● Your task: Throughout the entries below, report every line where "that" is found.

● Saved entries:

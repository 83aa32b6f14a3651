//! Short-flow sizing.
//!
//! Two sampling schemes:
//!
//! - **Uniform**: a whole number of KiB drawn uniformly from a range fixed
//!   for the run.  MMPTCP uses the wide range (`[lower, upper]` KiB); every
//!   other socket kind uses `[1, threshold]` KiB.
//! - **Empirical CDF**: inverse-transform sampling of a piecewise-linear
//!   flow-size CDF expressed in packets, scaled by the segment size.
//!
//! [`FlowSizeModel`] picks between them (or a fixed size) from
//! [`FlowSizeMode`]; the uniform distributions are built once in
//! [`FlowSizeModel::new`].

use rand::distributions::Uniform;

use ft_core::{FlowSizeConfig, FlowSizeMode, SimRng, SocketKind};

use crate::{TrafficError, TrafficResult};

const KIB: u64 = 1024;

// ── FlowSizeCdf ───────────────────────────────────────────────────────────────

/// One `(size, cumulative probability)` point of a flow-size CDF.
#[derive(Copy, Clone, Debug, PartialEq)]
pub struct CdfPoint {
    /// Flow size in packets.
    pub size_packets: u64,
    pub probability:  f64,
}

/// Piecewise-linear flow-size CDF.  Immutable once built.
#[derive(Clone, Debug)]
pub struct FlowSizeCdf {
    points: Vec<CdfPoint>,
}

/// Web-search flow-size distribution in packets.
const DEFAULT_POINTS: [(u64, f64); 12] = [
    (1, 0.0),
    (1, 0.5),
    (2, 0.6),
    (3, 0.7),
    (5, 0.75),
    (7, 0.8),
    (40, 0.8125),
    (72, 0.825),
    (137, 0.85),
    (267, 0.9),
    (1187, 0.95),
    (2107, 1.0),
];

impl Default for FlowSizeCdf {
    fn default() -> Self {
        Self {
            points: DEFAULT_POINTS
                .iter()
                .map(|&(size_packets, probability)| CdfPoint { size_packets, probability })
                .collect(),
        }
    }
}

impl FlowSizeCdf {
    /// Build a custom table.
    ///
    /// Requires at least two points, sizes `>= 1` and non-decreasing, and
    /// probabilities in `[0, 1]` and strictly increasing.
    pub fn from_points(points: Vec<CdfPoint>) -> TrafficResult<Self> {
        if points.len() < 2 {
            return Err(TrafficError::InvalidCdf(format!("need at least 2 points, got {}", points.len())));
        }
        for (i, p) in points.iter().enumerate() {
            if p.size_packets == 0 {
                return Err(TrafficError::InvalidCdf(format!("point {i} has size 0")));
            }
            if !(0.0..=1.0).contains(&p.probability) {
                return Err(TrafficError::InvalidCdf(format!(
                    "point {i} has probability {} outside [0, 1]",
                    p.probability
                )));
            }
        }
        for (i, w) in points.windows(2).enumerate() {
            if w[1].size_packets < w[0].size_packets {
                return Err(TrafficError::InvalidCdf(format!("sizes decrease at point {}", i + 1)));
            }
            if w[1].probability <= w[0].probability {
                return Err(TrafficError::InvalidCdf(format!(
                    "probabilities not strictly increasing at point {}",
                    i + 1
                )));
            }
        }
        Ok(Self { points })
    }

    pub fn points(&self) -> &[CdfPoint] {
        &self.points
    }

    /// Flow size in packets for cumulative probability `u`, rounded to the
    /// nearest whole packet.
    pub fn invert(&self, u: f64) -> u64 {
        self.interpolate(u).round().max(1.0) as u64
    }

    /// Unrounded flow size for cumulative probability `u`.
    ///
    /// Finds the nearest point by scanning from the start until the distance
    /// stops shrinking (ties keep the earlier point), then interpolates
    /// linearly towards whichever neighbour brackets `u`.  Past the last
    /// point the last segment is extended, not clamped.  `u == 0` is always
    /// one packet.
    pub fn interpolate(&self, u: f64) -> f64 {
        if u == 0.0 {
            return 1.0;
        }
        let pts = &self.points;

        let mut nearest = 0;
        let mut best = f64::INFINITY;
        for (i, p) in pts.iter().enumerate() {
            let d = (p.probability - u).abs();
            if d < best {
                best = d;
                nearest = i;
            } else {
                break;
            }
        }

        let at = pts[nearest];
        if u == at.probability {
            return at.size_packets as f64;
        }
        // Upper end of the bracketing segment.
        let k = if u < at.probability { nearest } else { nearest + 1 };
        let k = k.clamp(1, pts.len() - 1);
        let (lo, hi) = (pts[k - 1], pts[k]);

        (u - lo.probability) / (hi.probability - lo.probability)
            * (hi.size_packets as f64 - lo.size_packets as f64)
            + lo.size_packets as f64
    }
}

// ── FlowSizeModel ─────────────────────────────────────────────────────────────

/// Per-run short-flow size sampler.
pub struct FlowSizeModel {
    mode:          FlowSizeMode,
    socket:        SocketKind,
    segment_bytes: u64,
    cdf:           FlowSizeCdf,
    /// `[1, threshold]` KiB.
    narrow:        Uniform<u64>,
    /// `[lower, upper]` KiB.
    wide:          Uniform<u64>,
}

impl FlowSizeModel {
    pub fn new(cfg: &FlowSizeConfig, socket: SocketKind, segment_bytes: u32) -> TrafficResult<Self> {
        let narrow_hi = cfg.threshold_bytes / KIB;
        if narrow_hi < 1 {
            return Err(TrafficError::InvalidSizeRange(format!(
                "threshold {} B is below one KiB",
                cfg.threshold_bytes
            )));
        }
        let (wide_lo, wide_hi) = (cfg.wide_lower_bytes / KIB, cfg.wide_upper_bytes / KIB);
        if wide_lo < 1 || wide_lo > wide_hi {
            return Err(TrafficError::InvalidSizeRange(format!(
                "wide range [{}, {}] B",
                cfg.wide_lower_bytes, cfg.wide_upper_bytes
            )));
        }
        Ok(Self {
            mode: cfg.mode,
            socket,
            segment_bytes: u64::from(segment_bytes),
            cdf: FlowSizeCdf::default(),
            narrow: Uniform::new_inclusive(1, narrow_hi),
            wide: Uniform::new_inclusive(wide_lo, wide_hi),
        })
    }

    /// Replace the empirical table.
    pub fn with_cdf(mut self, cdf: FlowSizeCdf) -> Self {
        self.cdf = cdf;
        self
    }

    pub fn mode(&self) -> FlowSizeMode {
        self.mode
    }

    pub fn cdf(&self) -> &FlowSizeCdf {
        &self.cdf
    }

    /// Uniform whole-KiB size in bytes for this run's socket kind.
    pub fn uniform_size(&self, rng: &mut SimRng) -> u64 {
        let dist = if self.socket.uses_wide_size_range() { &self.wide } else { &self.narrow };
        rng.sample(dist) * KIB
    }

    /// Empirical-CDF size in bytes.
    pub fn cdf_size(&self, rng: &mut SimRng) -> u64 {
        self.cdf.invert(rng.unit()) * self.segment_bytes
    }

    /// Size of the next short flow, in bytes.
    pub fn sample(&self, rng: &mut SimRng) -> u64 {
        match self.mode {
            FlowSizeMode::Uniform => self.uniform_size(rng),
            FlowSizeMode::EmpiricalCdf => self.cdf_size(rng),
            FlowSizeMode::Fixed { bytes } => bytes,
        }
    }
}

--

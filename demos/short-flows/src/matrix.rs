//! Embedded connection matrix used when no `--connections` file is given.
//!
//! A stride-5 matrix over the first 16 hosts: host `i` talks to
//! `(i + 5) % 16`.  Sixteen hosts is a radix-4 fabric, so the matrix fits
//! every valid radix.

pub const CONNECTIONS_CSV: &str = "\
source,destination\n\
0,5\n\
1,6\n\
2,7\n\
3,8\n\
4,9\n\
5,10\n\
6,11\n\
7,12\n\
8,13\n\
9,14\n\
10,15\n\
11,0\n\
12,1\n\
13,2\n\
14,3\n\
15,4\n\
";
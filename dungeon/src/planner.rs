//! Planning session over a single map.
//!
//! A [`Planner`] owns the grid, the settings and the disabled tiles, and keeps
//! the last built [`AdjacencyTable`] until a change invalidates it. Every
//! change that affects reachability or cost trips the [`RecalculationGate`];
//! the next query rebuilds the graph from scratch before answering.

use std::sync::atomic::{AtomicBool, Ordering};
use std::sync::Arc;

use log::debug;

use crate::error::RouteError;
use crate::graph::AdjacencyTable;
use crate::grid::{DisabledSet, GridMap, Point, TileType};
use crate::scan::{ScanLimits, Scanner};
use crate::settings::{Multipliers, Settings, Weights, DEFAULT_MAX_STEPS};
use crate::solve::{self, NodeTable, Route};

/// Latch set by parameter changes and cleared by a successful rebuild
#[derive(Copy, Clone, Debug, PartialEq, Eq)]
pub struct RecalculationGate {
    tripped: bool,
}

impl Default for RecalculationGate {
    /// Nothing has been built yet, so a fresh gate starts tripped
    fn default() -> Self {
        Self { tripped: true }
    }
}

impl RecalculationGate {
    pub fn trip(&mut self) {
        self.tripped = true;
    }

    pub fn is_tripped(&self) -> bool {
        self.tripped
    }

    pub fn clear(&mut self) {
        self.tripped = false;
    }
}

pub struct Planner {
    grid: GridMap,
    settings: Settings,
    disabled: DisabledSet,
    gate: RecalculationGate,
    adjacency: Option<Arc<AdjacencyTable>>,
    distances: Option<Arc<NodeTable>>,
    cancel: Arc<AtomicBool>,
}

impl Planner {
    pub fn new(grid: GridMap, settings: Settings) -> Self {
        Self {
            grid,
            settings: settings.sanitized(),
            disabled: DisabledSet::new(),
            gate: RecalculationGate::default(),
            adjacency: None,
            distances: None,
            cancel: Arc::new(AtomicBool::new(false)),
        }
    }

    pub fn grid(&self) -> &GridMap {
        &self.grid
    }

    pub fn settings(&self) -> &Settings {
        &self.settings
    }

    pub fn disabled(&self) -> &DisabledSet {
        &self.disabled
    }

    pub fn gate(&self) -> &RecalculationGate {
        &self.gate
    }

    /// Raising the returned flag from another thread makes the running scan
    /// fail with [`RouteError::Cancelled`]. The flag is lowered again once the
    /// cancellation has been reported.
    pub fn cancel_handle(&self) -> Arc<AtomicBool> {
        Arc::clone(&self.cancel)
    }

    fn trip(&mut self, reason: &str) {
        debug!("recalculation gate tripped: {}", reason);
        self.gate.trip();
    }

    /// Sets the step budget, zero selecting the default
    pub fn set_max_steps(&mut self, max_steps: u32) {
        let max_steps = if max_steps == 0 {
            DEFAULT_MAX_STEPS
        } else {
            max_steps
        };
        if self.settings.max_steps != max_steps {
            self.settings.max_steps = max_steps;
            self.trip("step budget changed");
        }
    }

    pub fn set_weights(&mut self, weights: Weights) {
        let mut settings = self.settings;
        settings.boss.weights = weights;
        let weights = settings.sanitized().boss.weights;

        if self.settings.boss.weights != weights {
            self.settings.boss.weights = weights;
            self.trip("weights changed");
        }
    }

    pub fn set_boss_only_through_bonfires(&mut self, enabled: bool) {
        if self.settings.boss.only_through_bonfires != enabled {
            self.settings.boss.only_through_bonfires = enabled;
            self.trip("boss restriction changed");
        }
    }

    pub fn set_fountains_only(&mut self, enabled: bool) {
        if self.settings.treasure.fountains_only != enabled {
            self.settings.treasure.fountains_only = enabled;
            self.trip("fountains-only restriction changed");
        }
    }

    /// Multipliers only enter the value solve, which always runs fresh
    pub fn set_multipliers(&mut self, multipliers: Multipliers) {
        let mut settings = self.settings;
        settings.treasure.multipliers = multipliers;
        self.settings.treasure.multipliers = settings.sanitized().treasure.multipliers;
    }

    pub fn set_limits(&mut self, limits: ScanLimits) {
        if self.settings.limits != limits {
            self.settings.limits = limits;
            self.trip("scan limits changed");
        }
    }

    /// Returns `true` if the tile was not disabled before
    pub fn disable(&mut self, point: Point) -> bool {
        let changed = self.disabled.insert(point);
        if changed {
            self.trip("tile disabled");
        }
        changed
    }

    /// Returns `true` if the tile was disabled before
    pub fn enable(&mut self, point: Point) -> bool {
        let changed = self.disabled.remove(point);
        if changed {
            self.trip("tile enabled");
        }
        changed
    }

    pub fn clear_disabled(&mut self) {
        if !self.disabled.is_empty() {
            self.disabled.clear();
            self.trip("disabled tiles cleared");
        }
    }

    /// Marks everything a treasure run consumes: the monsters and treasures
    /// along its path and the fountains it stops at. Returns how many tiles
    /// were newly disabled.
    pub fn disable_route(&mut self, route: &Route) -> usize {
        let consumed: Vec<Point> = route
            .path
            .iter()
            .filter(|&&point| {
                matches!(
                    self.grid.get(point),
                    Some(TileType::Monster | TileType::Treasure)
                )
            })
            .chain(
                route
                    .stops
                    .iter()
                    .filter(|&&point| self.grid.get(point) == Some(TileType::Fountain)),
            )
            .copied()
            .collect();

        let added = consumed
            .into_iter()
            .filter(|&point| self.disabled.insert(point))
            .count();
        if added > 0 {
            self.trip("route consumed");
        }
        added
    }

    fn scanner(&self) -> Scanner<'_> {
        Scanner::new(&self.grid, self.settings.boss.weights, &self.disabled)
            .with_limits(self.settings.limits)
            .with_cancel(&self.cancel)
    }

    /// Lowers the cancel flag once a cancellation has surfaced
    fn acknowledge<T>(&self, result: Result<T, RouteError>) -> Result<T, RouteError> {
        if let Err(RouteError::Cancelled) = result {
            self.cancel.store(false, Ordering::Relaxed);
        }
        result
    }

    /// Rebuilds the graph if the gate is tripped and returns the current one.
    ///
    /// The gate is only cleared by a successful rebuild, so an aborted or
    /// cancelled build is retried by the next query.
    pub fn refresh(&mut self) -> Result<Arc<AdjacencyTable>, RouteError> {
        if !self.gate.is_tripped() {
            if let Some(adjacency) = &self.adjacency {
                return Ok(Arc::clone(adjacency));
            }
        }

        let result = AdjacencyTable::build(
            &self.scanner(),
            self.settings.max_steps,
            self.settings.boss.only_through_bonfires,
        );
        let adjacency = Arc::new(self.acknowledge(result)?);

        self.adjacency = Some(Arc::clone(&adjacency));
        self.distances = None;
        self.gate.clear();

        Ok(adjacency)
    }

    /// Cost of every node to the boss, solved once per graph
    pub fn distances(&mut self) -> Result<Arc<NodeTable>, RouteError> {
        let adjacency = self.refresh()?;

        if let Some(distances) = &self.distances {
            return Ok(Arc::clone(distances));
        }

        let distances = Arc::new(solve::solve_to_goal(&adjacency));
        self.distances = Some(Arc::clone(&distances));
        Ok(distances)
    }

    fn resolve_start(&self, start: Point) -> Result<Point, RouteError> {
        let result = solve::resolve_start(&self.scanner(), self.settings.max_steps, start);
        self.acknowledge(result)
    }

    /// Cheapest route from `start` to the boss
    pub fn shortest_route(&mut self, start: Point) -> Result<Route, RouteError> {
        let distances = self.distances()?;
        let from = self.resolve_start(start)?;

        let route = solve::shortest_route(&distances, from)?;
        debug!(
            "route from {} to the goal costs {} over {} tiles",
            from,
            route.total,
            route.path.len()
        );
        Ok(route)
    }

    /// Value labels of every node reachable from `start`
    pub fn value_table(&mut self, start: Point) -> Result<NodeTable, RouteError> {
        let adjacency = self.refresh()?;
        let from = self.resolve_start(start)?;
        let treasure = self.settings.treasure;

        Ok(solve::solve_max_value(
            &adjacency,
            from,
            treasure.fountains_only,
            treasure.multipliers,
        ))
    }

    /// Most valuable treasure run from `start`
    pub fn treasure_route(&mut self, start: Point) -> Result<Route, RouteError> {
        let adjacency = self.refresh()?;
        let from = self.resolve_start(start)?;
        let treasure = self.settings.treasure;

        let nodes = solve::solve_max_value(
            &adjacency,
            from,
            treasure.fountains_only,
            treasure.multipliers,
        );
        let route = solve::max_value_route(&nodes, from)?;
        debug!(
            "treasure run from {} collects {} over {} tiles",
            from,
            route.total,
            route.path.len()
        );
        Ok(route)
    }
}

* * *

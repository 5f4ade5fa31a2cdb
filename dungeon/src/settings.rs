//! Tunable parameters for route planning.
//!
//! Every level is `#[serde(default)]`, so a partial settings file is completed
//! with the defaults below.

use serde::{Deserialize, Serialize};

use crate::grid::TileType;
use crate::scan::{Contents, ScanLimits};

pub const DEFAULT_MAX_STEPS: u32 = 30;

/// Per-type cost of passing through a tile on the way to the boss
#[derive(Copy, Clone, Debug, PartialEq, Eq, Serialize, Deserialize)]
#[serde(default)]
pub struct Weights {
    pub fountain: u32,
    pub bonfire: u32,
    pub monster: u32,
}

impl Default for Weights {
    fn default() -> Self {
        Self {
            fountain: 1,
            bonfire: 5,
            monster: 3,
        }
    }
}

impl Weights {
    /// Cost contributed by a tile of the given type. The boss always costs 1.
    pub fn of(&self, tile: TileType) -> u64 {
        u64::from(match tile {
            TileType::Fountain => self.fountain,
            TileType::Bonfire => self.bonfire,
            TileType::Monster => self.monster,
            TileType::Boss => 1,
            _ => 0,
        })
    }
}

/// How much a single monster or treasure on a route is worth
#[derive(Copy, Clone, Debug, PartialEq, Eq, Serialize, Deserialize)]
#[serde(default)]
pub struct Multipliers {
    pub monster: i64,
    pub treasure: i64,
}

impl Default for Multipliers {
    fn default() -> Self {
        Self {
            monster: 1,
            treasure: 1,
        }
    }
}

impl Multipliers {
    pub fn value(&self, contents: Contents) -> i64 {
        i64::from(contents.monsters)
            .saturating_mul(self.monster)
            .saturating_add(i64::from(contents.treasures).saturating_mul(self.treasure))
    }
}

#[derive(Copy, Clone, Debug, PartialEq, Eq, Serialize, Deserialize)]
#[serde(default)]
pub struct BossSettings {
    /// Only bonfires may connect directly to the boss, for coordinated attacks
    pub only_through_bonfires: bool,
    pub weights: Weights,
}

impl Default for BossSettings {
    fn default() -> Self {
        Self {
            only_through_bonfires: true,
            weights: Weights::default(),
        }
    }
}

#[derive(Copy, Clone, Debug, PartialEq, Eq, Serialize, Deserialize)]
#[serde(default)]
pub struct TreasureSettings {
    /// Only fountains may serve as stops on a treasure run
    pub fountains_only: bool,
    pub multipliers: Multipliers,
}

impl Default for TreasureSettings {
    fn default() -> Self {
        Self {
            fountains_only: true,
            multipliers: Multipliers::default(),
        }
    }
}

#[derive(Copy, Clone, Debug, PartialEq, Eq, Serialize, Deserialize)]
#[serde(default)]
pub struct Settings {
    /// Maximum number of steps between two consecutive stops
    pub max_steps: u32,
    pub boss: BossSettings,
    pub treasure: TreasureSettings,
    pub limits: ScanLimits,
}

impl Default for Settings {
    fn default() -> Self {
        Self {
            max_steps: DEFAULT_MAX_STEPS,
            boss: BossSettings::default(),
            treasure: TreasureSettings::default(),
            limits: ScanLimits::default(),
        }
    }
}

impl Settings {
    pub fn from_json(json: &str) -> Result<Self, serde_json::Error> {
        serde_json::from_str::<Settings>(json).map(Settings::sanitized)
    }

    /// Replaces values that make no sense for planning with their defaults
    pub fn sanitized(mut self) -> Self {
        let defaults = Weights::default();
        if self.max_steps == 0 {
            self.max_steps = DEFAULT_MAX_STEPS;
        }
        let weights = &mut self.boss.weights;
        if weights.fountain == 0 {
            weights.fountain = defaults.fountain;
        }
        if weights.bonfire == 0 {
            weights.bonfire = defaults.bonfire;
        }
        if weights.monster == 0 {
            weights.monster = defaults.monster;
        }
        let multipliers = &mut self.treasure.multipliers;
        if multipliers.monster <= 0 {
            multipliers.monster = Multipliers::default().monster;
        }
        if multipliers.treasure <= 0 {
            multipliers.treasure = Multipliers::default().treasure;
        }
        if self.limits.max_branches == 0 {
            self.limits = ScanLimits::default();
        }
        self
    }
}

● Solution for this problem:
//! change that affects reachability or cost trips the [`RecalculationGate`];
    /// Replaces values that make no sense for planning with their defaults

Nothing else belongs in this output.